··· Input records

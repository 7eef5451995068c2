//! Data access over the `pg_cron` extension schema.
//!
//! Jobs are rows in `cron.job`; execution history is `cron.job_run_details`.
//! Both tables are owned by the extension, so everything here is plain
//! DML/`cron.*` function calls against them.

use chrono::{DateTime, Utc};
use serde_json::Value;
use sqlx::PgPool;
use tracing::debug;

use crate::postgres;

use super::{SchedulerError, SchedulerResult};

/// A job to be installed through `cron.schedule`.
///
/// `name` is the logical job name; the scheduler suffixes it with the
/// node's instance id before it becomes a `cron.job.jobname`.
/// `function_name` must satisfy
/// [`postgres::is_valid_function_name`] — it is inlined into the scheduled
/// command. The arguments are rendered as SQL literals; derive them only
/// from trusted sources.
#[derive(Debug, Clone, PartialEq)]
pub struct PgCronJob {
    pub name: String,
    pub function_name: String,
    pub args: Vec<Value>,
    pub cron_expression: String,
}

impl PgCronJob {
    pub fn new(
        name: impl Into<String>,
        function_name: impl Into<String>,
        args: Vec<Value>,
        cron_expression: impl Into<String>,
    ) -> Self {
        Self {
            name: name.into(),
            function_name: function_name.into(),
            args,
            cron_expression: cron_expression.into(),
        }
    }

    /// The SQL command stored in `cron.job.command`:
    /// `SELECT <function>(<args>)`.
    pub(crate) fn command(&self) -> SchedulerResult<String> {
        if !postgres::is_valid_function_name(&self.function_name) {
            return Err(SchedulerError::InvalidFunctionName(
                self.function_name.clone(),
            ));
        }
        let args = self
            .args
            .iter()
            .map(render_sql_literal)
            .collect::<Vec<_>>()
            .join(", ");
        Ok(format!("SELECT {}({})", self.function_name, args))
    }
}

/// Renders a JSON value as a SQL literal for inclusion in the stored cron
/// command. String content is escaped by doubling single quotes.
fn render_sql_literal(value: &Value) -> String {
    match value {
        Value::Null => "NULL".to_string(),
        Value::Bool(b) => b.to_string(),
        Value::Number(n) => n.to_string(),
        Value::String(s) => format!("'{}'", s.replace('\'', "''")),
        other => format!("'{}'::jsonb", other.to_string().replace('\'', "''")),
    }
}

/// A row of `cron.job`.
#[derive(Debug, Clone, sqlx::FromRow)]
pub struct PgCronEntry {
    pub jobid: i64,
    pub schedule: String,
    pub command: String,
    pub nodename: String,
    pub nodeport: i32,
    pub database: String,
    pub username: String,
    pub active: bool,
    pub jobname: Option<String>,
}

/// A row of `cron.job_run_details`.
#[derive(Debug, Clone, sqlx::FromRow)]
pub struct PgCronJobRunDetails {
    pub jobid: Option<i64>,
    pub runid: i64,
    pub job_pid: Option<i32>,
    pub database: Option<String>,
    pub username: Option<String>,
    pub command: Option<String>,
    pub status: Option<String>,
    pub return_message: Option<String>,
    pub start_time: Option<DateTime<Utc>>,
    pub end_time: Option<DateTime<Utc>>,
}

/// Thin repository over the `cron` schema.
#[derive(Clone)]
pub struct PgCronRepository {
    pool: PgPool,
}

impl PgCronRepository {
    pub fn new(pool: PgPool) -> Self {
        Self { pool }
    }

    /// Installs `job` under `jobname` and returns the `cron.job` id.
    ///
    /// Fails with [`SchedulerError::InvalidFunctionName`] before touching
    /// the database when the function name does not validate. A database
    /// error whose message names `shared_preload_libraries` means the
    /// extension is installed but not preloaded; classify it with
    /// [`postgres::is_extension_not_loaded_error`].
    pub async fn schedule(&self, job: &PgCronJob, jobname: &str) -> SchedulerResult<i64> {
        let command = job.command()?;
        debug!(jobname, schedule = %job.cron_expression, command = %command, "scheduling pg_cron job");
        let job_id = sqlx::query_scalar::<_, i64>("SELECT cron.schedule($1, $2, $3)")
            .bind(jobname)
            .bind(&job.cron_expression)
            .bind(&command)
            .fetch_one(&self.pool)
            .await?;
        Ok(job_id)
    }

    /// Removes the job with the given id. Best-effort: the job may already
    /// be gone.
    pub async fn unschedule(&self, job_id: i64) -> sqlx::Result<()> {
        sqlx::query_scalar::<_, bool>("SELECT cron.unschedule($1)")
            .bind(job_id)
            .fetch_one(&self.pool)
            .await?;
        Ok(())
    }

    /// The job id for `jobname`, if such a job exists.
    pub async fn does_job_exist(&self, jobname: &str) -> sqlx::Result<Option<i64>> {
        sqlx::query_scalar::<_, i64>("SELECT jobid FROM cron.job WHERE jobname = $1")
            .bind(jobname)
            .fetch_optional(&self.pool)
            .await
    }

    /// Unschedules every job whose name ends with `instance_id`, returning
    /// how many were removed. Used to purge residue left by a crashed
    /// process on the same host.
    pub async fn delete_jobs_by_name_ending_with_instance_id(
        &self,
        instance_id: &str,
    ) -> sqlx::Result<u64> {
        let job_ids: Vec<i64> =
            sqlx::query_scalar("SELECT jobid FROM cron.job WHERE jobname LIKE '%' || $1")
                .bind(instance_id)
                .fetch_all(&self.pool)
                .await?;
        let mut removed = 0;
        for job_id in job_ids {
            self.unschedule(job_id).await?;
            removed += 1;
        }
        Ok(removed)
    }

    pub async fn fetch_pg_cron_entries(
        &self,
        offset: i64,
        limit: i64,
    ) -> sqlx::Result<Vec<PgCronEntry>> {
        sqlx::query_as::<_, PgCronEntry>(
            r#"
            SELECT jobid, schedule, command, nodename, nodeport, database, username, active, jobname
            FROM cron.job
            ORDER BY jobid
            LIMIT $1 OFFSET $2
            "#,
        )
        .bind(limit)
        .bind(offset)
        .fetch_all(&self.pool)
        .await
    }

    pub async fn get_total_pg_cron_entries(&self) -> sqlx::Result<i64> {
        sqlx::query_scalar("SELECT count(*) FROM cron.job")
            .fetch_one(&self.pool)
            .await
    }

    pub async fn fetch_pg_cron_job_run_details(
        &self,
        job_id: i64,
        offset: i64,
        limit: i64,
    ) -> sqlx::Result<Vec<PgCronJobRunDetails>> {
        sqlx::query_as::<_, PgCronJobRunDetails>(
            r#"
            SELECT jobid, runid, job_pid, database, username, command, status,
                   return_message, start_time, end_time
            FROM cron.job_run_details
            WHERE jobid = $1
            ORDER BY runid DESC
            LIMIT $2 OFFSET $3
            "#,
        )
        .bind(job_id)
        .bind(limit)
        .bind(offset)
        .fetch_all(&self.pool)
        .await
    }

    pub async fn get_total_pg_cron_job_run_details(&self, job_id: i64) -> sqlx::Result<i64> {
        sqlx::query_scalar("SELECT count(*) FROM cron.job_run_details WHERE jobid = $1")
            .bind(job_id)
            .fetch_one(&self.pool)
            .await
    }
}

#[cfg(test)]
mod tests {
    use serde_json::json;

    use super::*;

    #[test]
    fn command_renders_zero_args() {
        let job = PgCronJob::new("cleanup", "purge_expired", vec![], "*/10 * * * * *");
        assert_eq!(job.command().unwrap(), "SELECT purge_expired()");
    }

    #[test]
    fn command_renders_mixed_args() {
        let job = PgCronJob::new(
            "cleanup",
            "audit.purge_expired",
            vec![json!("orders"), json!(42), json!(true), json!(null)],
            "10 seconds",
        );
        assert_eq!(
            job.command().unwrap(),
            "SELECT audit.purge_expired('orders', 42, true, NULL)"
        );
    }

    #[test]
    fn command_escapes_single_quotes_in_string_args() {
        let job = PgCronJob::new(
            "cleanup",
            "purge_expired",
            vec![json!("o'brien")],
            "10 seconds",
        );
        assert_eq!(job.command().unwrap(), "SELECT purge_expired('o''brien')");
    }

    #[test]
    fn command_rejects_invalid_function_names() {
        for bad in ["select", "purge_expired(); DROP TABLE t; --", "a.b.c", ""] {
            let job = PgCronJob::new("cleanup", bad, vec![], "10 seconds");
            assert!(
                matches!(job.command(), Err(SchedulerError::InvalidFunctionName(_))),
                "{bad} should be rejected"
            );
        }
    }
}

······

▶ _Description of the task_:
For the word "count", find all matching lines in the entries above and copy them out.

▶ _Solution to the problem_:
        sqlx::query_scalar("SELECT count(*) FROM cron.job")
        sqlx::query_scalar("SELECT count(*) FROM cron.job_run_details WHERE jobid = $1")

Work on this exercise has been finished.